High Blood Pressure Diet

High Blood Pressure Diet

You can change your eating habits to lower your blood pressure. For blood pressure to be lower, a healthy diet is essential. It is important to maintain the minimum ideal levels. Research shows that certain foods, such as those high in potassium and magnesium, can lower blood pressure.

Keep track of what you eat

Many people are unaware of how many calories each day they eat. People often wonder why they don’t lose weight.

It is possible to see how much food you are eating by simply writing down the foods and portions you eat.

Limit your alcohol intake

High blood pressure can be caused by drinking too much alcohol.

You can lower your risk of high blood pressure by ensuring that you stay within the recommended levels.

 

Lose weight

Being overweight can make it harder for your heart to pump blood around your body.

Find out if you need to lose weight with the BMI healthy weight calculator

It doesn’t matter how much weight loss you make.
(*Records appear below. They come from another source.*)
use menuplan_shared::recipe::Recipe;
use serde::{Deserialize, Serialize};

pub const DAYS_PER_WEEK: usize = 7;
pub const MAX_MEALS_PER_DAY: u8 = 5;

#[derive(Serialize, Deserialize, Clone, Debug, Default, PartialEq, Eq)]
pub struct Slot {
    #[serde(default)]
    pub category: String,
    /// `None` once allocation ran and nothing could be assigned.
    pub recipe: Option<Recipe>,
    #[serde(default)]
    pub locked: bool,
}

impl Slot {
    pub fn empty(category: impl Into<String>) -> Self {
        Self {
            category: category.into(),
            recipe: None,
            locked: false,
        }
    }

    pub fn filled(category: impl Into<String>, recipe: Recipe) -> Self {
        Self {
            category: category.into(),
            recipe: Some(recipe),
            locked: false,
        }
    }

    pub fn locked(mut self) -> Self {
        self.locked = true;
        self
    }

    pub fn is_empty(&self) -> bool {
        self.recipe.is_none()
    }
}

#[derive(Serialize, Deserialize, Clone, Debug, Default, PartialEq, Eq)]
pub struct Meal {
    #[serde(default)]
    pub slots: Vec<Slot>,
}

impl Meal {
    pub fn new(slots: Vec<Slot>) -> Self {
        Self { slots }
    }
}

#[derive(Serialize, Deserialize, Clone, Debug, Default, PartialEq, Eq)]
#[serde(transparent)]
pub struct Day {
    pub meals: Vec<Meal>,
}

impl Day {
    pub fn new(meals: Vec<Meal>) -> Self {
        Self { meals }
    }

    pub fn slots(&self) -> impl Iterator<Item = &Slot> {
        self.meals.iter().flat_map(|meal| meal.slots.iter())
    }
}

/// Seven days, index 0..6. Weekday names are a presentation concern.
#[derive(Serialize, Deserialize, Clone, Debug, Default, PartialEq, Eq)]
#[serde(transparent)]
pub struct Week {
    days: [Day; DAYS_PER_WEEK],
}

impl Week {
    pub fn new(days: [Day; DAYS_PER_WEEK]) -> Self {
        Self { days }
    }

    pub fn days(&self) -> &[Day; DAYS_PER_WEEK] {
        &self.days
    }

    pub fn day(&self, index: usize) -> menuplan_shared::Result<&Day> {
        match self.days.get(index) {
            Some(day) => Ok(day),
            None => menuplan_shared::precondition!(
                "day index {} is outside 0..{}",
                index,
                DAYS_PER_WEEK
            ),
        }
    }

    pub fn day_mut(&mut self, index: usize) -> menuplan_shared::Result<&mut Day> {
        match self.days.get_mut(index) {
            Some(day) => Ok(day),
            None => menuplan_shared::precondition!(
                "day index {} is outside 0..{}",
                index,
                DAYS_PER_WEEK
            ),
        }
    }

    pub fn meal_mut(&mut self, day: usize, meal: usize) -> menuplan_shared::Result<&mut Meal> {
        let meals = &mut self.day_mut(day)?.meals;
        let count = meals.len();

        match meals.get_mut(meal) {
            Some(meal) => Ok(meal),
            None => menuplan_shared::precondition!(
                "meal index {} is outside 0..{} on day {}",
                meal,
                count,
                day
            ),
        }
    }

    pub fn slot(&self, at: SlotRef) -> menuplan_shared::Result<&Slot> {
        let day = self.day(at.day)?;
        let Some(meal) = day.meals.get(at.meal) else {
            menuplan_shared::precondition!("no meal {} on day {}", at.meal, at.day);
        };

        match meal.slots.get(at.slot) {
            Some(slot) => Ok(slot),
            None => menuplan_shared::precondition!("no slot at {}", at),
        }
    }

    pub fn slot_mut(&mut self, at: SlotRef) -> menuplan_shared::Result<&mut Slot> {
        let meal = self.meal_mut(at.day, at.meal)?;

        match meal.slots.get_mut(at.slot) {
            Some(slot) => Ok(slot),
            None => menuplan_shared::precondition!("no slot at {}", at),
        }
    }

    pub fn slots(&self) -> impl Iterator<Item = &Slot> {
        self.days.iter().flat_map(Day::slots)
    }
}

/// Number of meals in each day, between 1 and 5.
#[derive(Clone, Copy, Debug, PartialEq, Eq, PartialOrd, Ord, Hash)]
pub struct MealsPerDay(u8);

impl MealsPerDay {
    pub fn new(count: usize) -> menuplan_shared::Result<Self> {
        match u8::try_from(count) {
            Ok(count) if (1..=MAX_MEALS_PER_DAY).contains(&count) => Ok(Self(count)),
            _ => menuplan_shared::precondition!(
                "meals per day must be between 1 and {}, got {}",
                MAX_MEALS_PER_DAY,
                count
            ),
        }
    }

    pub fn get(&self) -> usize {
        usize::from(self.0)
    }
}

impl Default for MealsPerDay {
    fn default() -> Self {
        Self(3)
    }
}

impl TryFrom<u8> for MealsPerDay {
    type Error = menuplan_shared::Error;

    fn try_from(value: u8) -> Result<Self, Self::Error> {
        Self::new(usize::from(value))
    }
}

/// Coordinates of one slot in a week.
#[derive(Clone, Copy, Debug, PartialEq, Eq, Hash)]
pub struct SlotRef {
    pub day: usize,
    pub meal: usize,
    pub slot: usize,
}

impl SlotRef {
    pub fn new(day: usize, meal: usize, slot: usize) -> Self {
        Self { day, meal, slot }
    }
}

impl std::fmt::Display for SlotRef {
    fn fmt(&self, f: &mut std::fmt::Formatter<'_>) -> std::fmt::Result {
        write!(f, "day {} meal {} slot {}", self.day, self.meal, self.slot)
    }
}
//! clear_cache tool implementation.
//!
//! Evicts one query's cached document, or flushes the whole cache when no
//! query is given.

use gleaner_client::Orchestrator;
use rmcp::{
    ErrorData as McpError,
    model::{CallToolResult, Content},
};
use schemars::JsonSchema;
use serde::{Deserialize, Serialize};

/// Parameters for the clear_cache tool.
#[derive(Debug, Clone, Default, Serialize, Deserialize, JsonSchema)]
pub struct ClearCacheParams {
    /// Query to evict. Omitted or empty flushes every entry.
    #[serde(default)]
    pub query: Option<String>,
}

/// Implementation of the clear_cache tool.
pub async fn clear_cache_impl(orchestrator: &Orchestrator, params: ClearCacheParams) -> Result<CallToolResult, McpError> {
    let query = params.query.unwrap_or_default();

    orchestrator.evict(&query).await?;

    let message =
        if query.is_empty() { "all cache entries cleared".to_string() } else { format!("cache entry for {:?} cleared", query) };

    Ok(CallToolResult::success(vec![Content::text(message)]))
}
Learn how to safely lose weight

 

Get active

Regular exercise and being active can lower blood pressure.

Regular exercise can help you lose weight, and lower your blood pressure.

Grown-ups should practice something like 150 minutes of the week. This is approximately 2 hours and 30 mins of high-impact action like strolling or cycling.

Any kind of active work should be possible, from strolling to cultivating.

Discover more approaches to be dynamic

 

Reduce your caffeine intake

Your blood pressure may rise if you drink more than 4 cups of coffee per day.

If you’re a big fan of tea, coffee, or other caffeine-rich drinks like cola, it might be worth quitting.

You can drink tea and coffee but not as your primary or sole source of fluid.

 

10 Tips

Low blood pressure medications work well.

Prevention of high blood pressure starts with healthy eating habits.

This evidence-based diet and blood pressure advice is accompanied with a weekly shopping guide (see below).